Health Share Oregon Announces Security Incident and Data Leak

• A contractor of Health Share Oregon has had their computer stolen, and thousands of members have been exposed.
• The information that has been compromised includes names, addresses, phone numbers, and social security IDs.
• Members are advised to impose a security freeze on their accounts and sign up for the identity theft protection service.

Not all data breaches happen via remote hacker attacks or by leaving an unprotected database online for anyone with a browser to access. According to a recent announcement by Health Share Oregon, they can also occur when someone straight out steals a computer and runs away with the valuable data that was stored in it. The non-profit organization which is responsible for serving health plans to the counties of Washington, Clackamas, and Multnomah, has informed the public that someone stole a computer from GridWorks, who is one of their transportation contractors.

IMPORTANT NOTICE: Health Share members’ personal information may have been exposed after a computer was stolen from our vendor, GridWorks. We take this matter seriously.

Free ID protection services are available to affected members.https://t.co/INRkbW0HBU
1-800-491-3163.

— Health Share Oregon (@HealthShareOR) February 5, 2020

Apparently, a computer containing the PII of Health Share Oregon members was in GridWorks’ offices when someone broke in and stole it on November 18, 2019. This computer contained the personal information of members of the Health Share Oregon, including their full names, addresses, dates of birth, Health Share ID numbers, social security numbers, and phone numbers. The organization clarifies that sensitive information such as the personal health histories of the members has not been exposed.

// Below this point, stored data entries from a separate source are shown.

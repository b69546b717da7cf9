//! Pool registry and pair resolution
//!
//! Pools are known up front from configuration; there is no on-chain
//! discovery and no multi-hop routing. A pair either has a deployed pool or
//! it does not.

use std::collections::HashMap;

use swiftswap_core::{Address, AppConfig, DexError, Error, TokenDescriptor};

use crate::state::{PairKey, PoolHandle, Resolution};

/// Known tokens and the pool deployed for each pair
#[derive(Debug, Clone, Default)]
pub struct PoolRegistry {
    tokens: Vec<TokenDescriptor>,
    pools: HashMap<PairKey, PoolHandle>,
}

impl PoolRegistry {
    pub fn new() -> Self {
        Self::default()
    }

    /// Build the registry from the configured token and pool tables
    pub fn from_config(config: &AppConfig) -> Result<Self, Error> {
        config.validate()?;

        let mut registry = Self::new();
        for token in &config.tokens {
            let name = if token.name.is_empty() {
                token.symbol.clone()
            } else {
                token.name.clone()
            };
            registry.add_token(
                TokenDescriptor::new(token.address, &token.symbol, token.decimals).with_name(name),
            )?;
        }

        for pool in &config.pools {
            let (a, b) = pool
                .symbols()
                .ok_or_else(|| Error::Config(format!("Malformed pool pair '{}'", pool.pair)))?;
            let token_a = registry.require_token(a)?.clone();
            let token_b = registry.require_token(b)?.clone();
            registry.add_pool(PoolHandle::new(pool.address, token_a, token_b, pool.fee)?)?;
        }

        tracing::debug!(
            "Pool registry: {} tokens, {} pools",
            registry.tokens.len(),
            registry.pools.len()
        );
        Ok(registry)
    }

    pub fn add_token(&mut self, token: TokenDescriptor) -> Result<(), Error> {
        if self.tokens.iter().any(|t| t == &token) {
            return Err(Error::Config(format!(
                "Token {} registered twice",
                token.address
            )));
        }
        self.tokens.push(token);
        Ok(())
    }

    pub fn add_pool(&mut self, pool: PoolHandle) -> Result<(), Error> {
        let key = pool.key();
        if let Some(existing) = self.pools.get(&key) {
            return Err(Error::Config(format!(
                "Pair {} already served by pool {}",
                pool.label(),
                existing.address
            )));
        }
        self.pools.insert(key, pool);
        Ok(())
    }

    /// Look a token up by symbol (case-insensitive) or by address
    pub fn token(&self, symbol_or_address: &str) -> Option<&TokenDescriptor> {
        if let Ok(address) = symbol_or_address.parse::<Address>() {
            return self.token_by_address(address);
        }
        self.tokens
            .iter()
            .find(|t| t.symbol.eq_ignore_ascii_case(symbol_or_address))
    }

    pub fn token_by_address(&self, address: Address) -> Option<&TokenDescriptor> {
        self.tokens.iter().find(|t| t.address == address)
    }

    /// Like [`PoolRegistry::token`], failing with `UnknownToken`
    pub fn require_token(&self, symbol_or_address: &str) -> Result<&TokenDescriptor, DexError> {
        self.token(symbol_or_address)
            .ok_or_else(|| DexError::UnknownToken {
                token: symbol_or_address.to_string(),
            })
    }

    pub fn tokens(&self) -> &[TokenDescriptor] {
        &self.tokens
    }

    /// All pools, ordered by label for stable listings
    pub fn pools(&self) -> Vec<&PoolHandle> {
        let mut pools: Vec<_> = self.pools.values().collect();
        pools.sort_by_key(|p| p.label());
        pools
    }

    pub fn pool_by_address(&self, address: Address) -> Option<&PoolHandle> {
        self.pools.values().find(|p| p.address == address)
    }

    /// Resolve the pool serving a pair, in either direction
    pub fn resolve(
        &self,
        token_in: &TokenDescriptor,
        token_out: &TokenDescriptor,
    ) -> Result<Resolution, DexError> {
        resolve(self, token_in, token_out)
    }
}

/// Resolve `token_in`/`token_out` against `registry`.
///
/// Symmetric: both directions produce the same resolution.
pub fn resolve(
    registry: &PoolRegistry,
    token_in: &TokenDescriptor,
    token_out: &TokenDescriptor,
) -> Result<Resolution, DexError> {
    let key = PairKey::of(token_in, token_out)?;
    Ok(match registry.pools.get(&key) {
        Some(pool) => Resolution::Found(pool.clone()),
        None => Resolution::NotFound(key),
    })
}

#[cfg(test)]
mod tests {
    use super::*;
    use swiftswap_core::{PoolConfig, TokenConfig};

    fn config() -> AppConfig {
        let token = |symbol: &str, byte: u8| TokenConfig {
            symbol: symbol.into(),
            name: String::new(),
            address: Address::repeat_byte(byte),
            decimals: 18,
        };
        AppConfig {
            tokens: vec![token("SWIFT", 1), token("BOLT", 2), token("FLASH", 3)],
            pools: vec![
                PoolConfig {
                    pair: "SWIFT-BOLT".into(),
                    address: Address::repeat_byte(0xa1),
                    fee: Some(500),
                },
                PoolConfig {
                    pair: "BOLT-FLASH".into(),
                    address: Address::repeat_byte(0xa2),
                    fee: Some(3000),
                },
            ],
            ..AppConfig::default()
        }
    }

    #[test]
    fn test_resolve_is_symmetric() {
        let registry = PoolRegistry::from_config(&config()).unwrap();
        let swift = registry.token("SWIFT").unwrap();
        let bolt = registry.token("bolt").unwrap();
        let flash = registry.token("FLASH").unwrap();

        for (a, b) in [(swift, bolt), (bolt, flash), (swift, flash)] {
            assert_eq!(
                registry.resolve(a, b).unwrap(),
                registry.resolve(b, a).unwrap()
            );
        }

        let found = registry.resolve(bolt, swift).unwrap();
        assert_eq!(found.pool().unwrap().address, Address::repeat_byte(0xa1));
    }

    #[test]
    fn test_missing_pool_is_not_found() {
        let registry = PoolRegistry::from_config(&config()).unwrap();
        let swift = registry.token("SWIFT").unwrap();
        let flash = registry.token("FLASH").unwrap();

        let resolution = registry.resolve(swift, flash).unwrap();
        assert!(!resolution.is_found());
        assert!(resolution.pool().is_none());
        assert_eq!(
            resolution.key(),
            PairKey::new(swift.address, flash.address).unwrap()
        );
    }

    #[test]
    fn test_same_token_is_invalid_pair() {
        let registry = PoolRegistry::from_config(&config()).unwrap();
        let swift = registry.token("SWIFT").unwrap();
        assert!(matches!(
            registry.resolve(swift, swift),
            Err(DexError::InvalidPair { .. })
        ));
    }

    #[test]
    fn test_token_lookup_by_address() {
        let registry = PoolRegistry::from_config(&config()).unwrap();
        let by_address = registry
            .token("0x0202020202020202020202020202020202020202")
            .unwrap();
        assert_eq!(by_address.symbol, "BOLT");
        assert!(registry.token("DOGE").is_none());
        assert!(matches!(
            registry.require_token("DOGE"),
            Err(DexError::UnknownToken { .. })
        ));
    }

    #[test]
    fn test_pools_sorted_by_label() {
        let registry = PoolRegistry::from_config(&config()).unwrap();
        let labels: Vec<String> = registry.pools().iter().map(|p| p.label()).collect();
        assert_eq!(labels, vec!["BOLT-FLASH", "SWIFT-BOLT"]);
    }

    #[test]
    fn test_duplicate_pool_rejected() {
        let mut cfg = config();
        cfg.pools.push(PoolConfig {
            pair: "BOLT-SWIFT".into(),
            address: Address::repeat_byte(0xa3),
            fee: None,
        });
        assert!(matches!(
            PoolRegistry::from_config(&cfg),
            Err(Error::Config(_))
        ));
    }
}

After conducting its internal investigation and figuring out what information has been compromised, Health Share Oregon started sending letters to all the people who have had their information stolen. At the same time, they informed the regulators of the incident and also told their partners to be careful too. In these letters, the organization is offering the exposed members with one year of free identity monitoring services which include credit card monitoring, fraud consultation, and identity theft restoration. While this doesn’t take the damage back, it is at least alleviating the consequences of the particular security incident.

It is very possible that the thief wasn’t going for this information, but was just casually stealing a computer. That said, it is likely that the information contained in the disks will not be used, shared, or sold. In the case of immediate formatting, which is the typical first action of these lifters, the files won’t even be discovered. If you are a member of the Health Share Oregon and need to address any questions or concerns to the organization, call them at the “1-800-491-3163” tool-free line. If you have not received a letter from them already, chances are you are not among the compromised individuals.